The marketing technology landscape has grown tremendously in recent years—increasing from an estimated 150 companies in 2011 to about 5,000 in 2017.
Given this, it’s no wonder there’s incredible complexity surrounding marketing technology. And in fact, most marketing teams use between 6 – 20 different marketing technologies to perform their daily tasks.
But more technology doesn’t make you more successful. For the sake of efficiency and effectiveness, it’s imperative that CMOs understand the impacts of the technology their teams add to the marketing mix.
How to Evaluate Marketing Technologies
Before you sign off on that shiny new piece of technology, be critical about the implications it has on the bigger picture.
What you need to know is: do we need that piece of technology, and how will it interact with existing tools, processes, and systems?
Start by considering the following:
Will the tool integrate with current teams & technology?
This is a crucial consideration for two reasons:
- The last thing you need is another data silo.
- Teams are spending significant resources breaking down barriers to find ways to align and collaborate.
When a new technology is adopted, it isn’t a success if it benefits one team and burdens another.
For example: your marketing team chooses a CRM they deem user-friendly and efficient without realizing that it doesn’t integrate with their other tools. The engineering cost to make this platform speak to others could be astronomical. Ultimately, while a tool’s design and UI are important, they’re not the only things to think about.
If a tool is useable, achieves what you need it to, and it integrates well with your other tools, it’s a win. Think about Marketo and Salesforce—the time and money to engineer and maintain an integration like that is nothing to scoff at. But it already works, Marketo speaks to Salesforce when you buy it, and it’s maintained externally so your IT or engineering teams aren’t tasked with a highly custom integration.
Are you positioned well to use it?
Figure out whether the new tool will help drive your bigger picture. Will it simply create more data that doesn’t help prove or disprove your main objectives? Or will it lend itself to furthering your organization’s core goals?
If you haven’t nailed down the basics of what you’re trying to do, don’t add to the complexity.
Imagine your team deciding that multi-touch attribution is the latest and greatest set of web analytics insights they require. Do they already have the basics of single-touch attribution nailed down? Do they already know what’s driving current leads, or what their cost per conversion is?

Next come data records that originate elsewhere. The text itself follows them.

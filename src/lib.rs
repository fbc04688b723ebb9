//! Ephemeral sandbox sessions: provisioning, file manifests and streamed
//! dependency installation.

pub mod api;
pub mod config;
pub mod error;
pub mod install;
pub mod manifest;
pub mod models;
pub mod provider;
pub mod session;

pub use config::Config;
pub use error::DevboxError;
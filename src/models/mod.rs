//! Domain models for devbox.
//!
//! # Core Concepts
//!
//! - [`SessionInfo`]: Serializable view of the single current sandbox session,
//!   live or demo.
//! - [`Manifest`]: Immutable snapshot of a session's file tree with derived
//!   component, import and route metadata. Rebuilt wholesale on every request.
//! - [`InstallRequest`] / [`InstallEvent`]: A normalized package set and the
//!   ordered progress events emitted while installing it.

mod files;
mod install;
mod manifest;
mod session;

pub use files::*;
pub use install::*;
pub use manifest::*;
pub use session::*;
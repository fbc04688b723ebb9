//! Runtime configuration loaded from environment variables.

use std::time::Duration;

use crate::error::DevboxError;

/// Default provider API endpoint.
const DEFAULT_PROVIDER_URL: &str = "https://api.devbox.dev/v1";

/// Directory inside the sandbox that holds the bootstrapped project.
pub const PROJECT_DIR: &str = "/home/user/app";

/// Port the development server listens on inside the sandbox.
pub const DEV_SERVER_PORT: u16 = 5173;

#[derive(Clone, Debug)]
pub struct Config {
    /// Provider credential (from DEVBOX_PROVIDER_API_KEY)
    pub provider_api_key: Option<String>,
    /// Provider base URL (from DEVBOX_PROVIDER_URL)
    pub provider_url: String,
    /// Environment template to request (from DEVBOX_TEMPLATE)
    pub template: String,
    /// How long a session lives before it is considered expired
    pub session_ttl: Duration,
    /// Deadline for the provider to hand back a new environment
    pub create_timeout: Duration,
    /// Hard wall-clock limit for one package install
    pub install_timeout: Duration,
    /// Timeout applied to ordinary remote commands
    pub command_timeout: Duration,
    /// Files above this size are left out of the manifest
    pub max_file_bytes: u64,
    /// Pause between stopping and relaunching the dev server
    pub restart_pause: Duration,
    pub project_dir: String,
}

impl Config {
    /// Load configuration from environment variables.
    pub fn from_env() -> Self {
        let provider_api_key = std::env::var("DEVBOX_PROVIDER_API_KEY")
            .ok()
            .filter(|k| !k.trim().is_empty());

        let provider_url = std::env::var("DEVBOX_PROVIDER_URL")
            .unwrap_or_else(|_| DEFAULT_PROVIDER_URL.to_string());

        let template = std::env::var("DEVBOX_TEMPLATE").unwrap_or_else(|_| "node".to_string());

        Self {
            provider_api_key,
            provider_url,
            template,
            session_ttl: env_secs("DEVBOX_SESSION_TTL_SECS", 1800),
            create_timeout: env_secs("DEVBOX_CREATE_TIMEOUT_SECS", 60),
            install_timeout: env_secs("DEVBOX_INSTALL_TIMEOUT_SECS", 60),
            command_timeout: env_secs("DEVBOX_COMMAND_TIMEOUT_SECS", 30),
            max_file_bytes: std::env::var("DEVBOX_MAX_FILE_BYTES")
                .ok()
                .and_then(|s| s.parse().ok())
                .unwrap_or(100_000),
            restart_pause: Duration::from_secs(1),
            project_dir: PROJECT_DIR.to_string(),
        }
    }

    /// Configuration with no credential and default limits (demo mode).
    pub fn offline() -> Self {
        Self {
            provider_api_key: None,
            provider_url: DEFAULT_PROVIDER_URL.to_string(),
            template: "node".to_string(),
            session_ttl: Duration::from_secs(1800),
            create_timeout: Duration::from_secs(60),
            install_timeout: Duration::from_secs(60),
            command_timeout: Duration::from_secs(30),
            max_file_bytes: 100_000,
            restart_pause: Duration::from_secs(1),
            project_dir: PROJECT_DIR.to_string(),
        }
    }

    /// Create a config with a provider credential set.
    pub fn with_api_key(mut self, key: impl Into<String>) -> Self {
        self.provider_api_key = Some(key.into());
        self
    }

    pub fn with_install_timeout(mut self, timeout: Duration) -> Self {
        self.install_timeout = timeout;
        self
    }

    pub fn with_command_timeout(mut self, timeout: Duration) -> Self {
        self.command_timeout = timeout;
        self
    }

    pub fn with_session_ttl(mut self, ttl: Duration) -> Self {
        self.session_ttl = ttl;
        self
    }

    pub fn with_max_file_bytes(mut self, max: u64) -> Self {
        self.max_file_bytes = max;
        self
    }

    pub fn with_restart_pause(mut self, pause: Duration) -> Self {
        self.restart_pause = pause;
        self
    }

    /// Validate and return the provider credential.
    pub fn credential(&self) -> Result<&str, DevboxError> {
        let key = self.provider_api_key.as_deref().ok_or_else(|| {
            DevboxError::Configuration("DEVBOX_PROVIDER_API_KEY is not set".to_string())
        })?;

        if key.trim().is_empty() {
            return Err(DevboxError::Configuration(
                "provider API key is empty".to_string(),
            ));
        }
        if key.chars().any(char::is_whitespace) {
            return Err(DevboxError::Configuration(
                "provider API key contains whitespace".to_string(),
            ));
        }
        Ok(key)
    }
}

impl Default for Config {
    fn default() -> Self {
        Self::from_env()
    }
}

fn env_secs(name: &str, default: u64) -> Duration {
    let secs = std::env::var(name)
        .ok()
        .and_then(|s| s.parse::<u64>().ok())
        .unwrap_or(default);
    Duration::from_secs(secs)
}
//! Sandbox session lifecycle.
//!
//! A [`Session`] wraps one remote environment. The [`SessionRegistry`] owns the
//! single current session and replaces it atomically; the [`Provisioner`]
//! creates environments and bootstraps the project skeleton inside them.

mod file_state;
mod provisioner;
mod registry;
pub mod scripts;

use std::sync::Arc;
use std::time::Duration;

use chrono::{DateTime, Utc};

use crate::error::DevboxError;
use crate::models::{FileWrite, SessionInfo, SessionStatus, WriteFilesResult};
use crate::provider::Sandbox;

pub use file_state::FileStateTracker;
pub use provisioner::{ProvisionOutcome, Provisioner};
pub use registry::SessionRegistry;

/// One sandbox environment and its bookkeeping.
///
/// Immutable once created; the registry replaces whole sessions rather than
/// editing them.
#[derive(Debug)]
pub struct Session {
    sandbox: Sandbox,
    status: SessionStatus,
    project_dir: String,
    created_at: DateTime<Utc>,
    expires_at: DateTime<Utc>,
    files: Arc<FileStateTracker>,
    demo_reason: Option<String>,
}

impl Session {
    pub fn new(
        sandbox: Sandbox,
        project_dir: impl Into<String>,
        ttl: Duration,
        files: Arc<FileStateTracker>,
        demo_reason: Option<String>,
    ) -> Self {
        let created_at = Utc::now();
        let ttl = chrono::Duration::from_std(ttl).unwrap_or(chrono::Duration::MAX);
        let status = if sandbox.is_demo() {
            SessionStatus::Demo
        } else {
            SessionStatus::Live
        };
        Self {
            sandbox,
            status,
            project_dir: project_dir.into(),
            created_at,
            expires_at: created_at.checked_add_signed(ttl).unwrap_or(DateTime::<Utc>::MAX_UTC),
            files,
            demo_reason,
        }
    }

    pub fn id(&self) -> &str {
        self.sandbox.id()
    }

    pub fn sandbox(&self) -> &Sandbox {
        &self.sandbox
    }

    pub fn status(&self) -> SessionStatus {
        self.status
    }

    pub fn is_demo(&self) -> bool {
        self.sandbox.is_demo()
    }

    pub fn project_dir(&self) -> &str {
        &self.project_dir
    }

    pub fn files(&self) -> &Arc<FileStateTracker> {
        &self.files
    }

    pub fn expires_at(&self) -> DateTime<Utc> {
        self.expires_at
    }

    pub fn is_expired_at(&self, now: DateTime<Utc>) -> bool {
        now >= self.expires_at
    }

    pub fn info(&self) -> SessionInfo {
        SessionInfo {
            id: self.id().to_string(),
            status: self.status,
            host: self.sandbox.host().map(str::to_string),
            is_demo: self.is_demo(),
            created_at: self.created_at,
            expires_at: self.expires_at,
            demo_reason: self.demo_reason.clone(),
        }
    }

    /// Write files into the project directory and record them as known.
    ///
    /// Demo sessions only record the paths.
    pub async fn write_files(
        &self,
        files: Vec<FileWrite>,
        timeout: Duration,
    ) -> Result<WriteFilesResult, DevboxError> {
        let mut remote = Vec::with_capacity(files.len());
        for file in &files {
            let relative = normalize_relative(&file.path)?;
            remote.push((
                format!("{}/{}", self.project_dir, relative),
                file.content.clone(),
            ));
        }

        if !self.is_demo() {
            self.sandbox
                .write_files(&remote, timeout)
                .await
                .map_err(DevboxError::Remote)?;
        }

        let mut result = WriteFilesResult::default();
        for (path, _) in remote {
            let relative = path[self.project_dir.len() + 1..].to_string();
            if self.files.add(relative.clone()) {
                result.created.push(relative);
            } else {
                result.updated.push(relative);
            }
        }
        tracing::debug!(
            "Wrote {} new and {} existing files to {}",
            result.created.len(),
            result.updated.len(),
            self.id()
        );
        Ok(result)
    }
}

/// Validate a project-relative path, stripping a leading `./`.
fn normalize_relative(path: &str) -> Result<String, DevboxError> {
    let trimmed = path.trim().trim_start_matches("./");
    if trimmed.is_empty() || trimmed.starts_with('/') {
        return Err(DevboxError::InvalidRequest(format!(
            "'{}' is not a project-relative path",
            path
        )));
    }
    if trimmed.split('/').any(|part| part == ".." || part.is_empty()) {
        return Err(DevboxError::InvalidRequest(format!(
            "'{}' escapes the project directory",
            path
        )));
    }
    Ok(trimmed.to_string())
}

#[cfg(test)]
mod tests {
    use super::*;

    fn demo_session() -> Session {
        Session::new(
            Sandbox::demo(),
            "/home/user/app",
            Duration::from_secs(60),
            Arc::new(FileStateTracker::new()),
            Some("no provider".to_string()),
        )
    }

    #[test]
    fn demo_session_reports_demo_status() {
        let session = demo_session();
        let info = session.info();
        assert_eq!(info.status, SessionStatus::Demo);
        assert!(info.is_demo);
        assert!(info.host.is_none());
        assert_eq!(info.demo_reason.as_deref(), Some("no provider"));
    }

    #[test]
    fn expiry_follows_ttl() {
        let session = demo_session();
        assert!(!session.is_expired_at(Utc::now()));
        assert!(session.is_expired_at(session.expires_at()));
    }

    #[test]
    fn relative_paths_are_validated() {
        assert_eq!(normalize_relative("./src/App.jsx").unwrap(), "src/App.jsx");
        assert!(normalize_relative("/etc/passwd").is_err());
        assert!(normalize_relative("src/../../etc").is_err());
        assert!(normalize_relative("  ").is_err());
    }

    #[tokio::test]
    async fn demo_write_records_paths() {
        let session = demo_session();
        let files = vec![FileWrite {
            path: "src/Button.jsx".to_string(),
            content: "export const Button = () => null".to_string(),
        }];

        let first = session
            .write_files(files.clone(), Duration::from_secs(5))
            .await
            .unwrap();
        assert_eq!(first.created, vec!["src/Button.jsx"]);

        let second = session
            .write_files(files, Duration::from_secs(5))
            .await
            .unwrap();
        assert_eq!(second.updated, vec!["src/Button.jsx"]);
        assert!(session.files().contains("src/Button.jsx"));
    }
}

If you can’t (or aren’t) doing the first step, how can you do more? Too many people build an analytics house of cards without first establishing a strong foundation. You need quality before quantity.
How does it change workflow and processes?
Weigh the impact adoption has on internal processes, and the cost of changing them.
If a new tool complicates a current workflow, the end gain must justify enduring the change to a new process. In other words, the new intel you acquire from adopting the tool must outweigh the cost of not having that additional information.
There must be a relentless focus on what your needs are and a clear definition of the problems you are trying to solve.
Is there a real need?
Never lose sight of what it is you really need to achieve.
Martech vendors are great at telling you that their platforms can solve a specific problem better than anyone else’s can. They convince you that the thing they do really well is of utmost importance. And we buy into it, because we don’t want to be left behind when a competitor might be getting those insights that we are not.
It’s not necessarily worth ripping a tool or internal process out and adding in an additional layer of complexity (think training, workflow changes, and resources) to gain incremental value.
If your current tool gets you to 80%, a process change may not make sense.
It’s easy to get caught up in the hype. Don’t overlook the costs of martech adoption; remember to take a step back and ask yourself these four questions before adding technology to your marketing mix.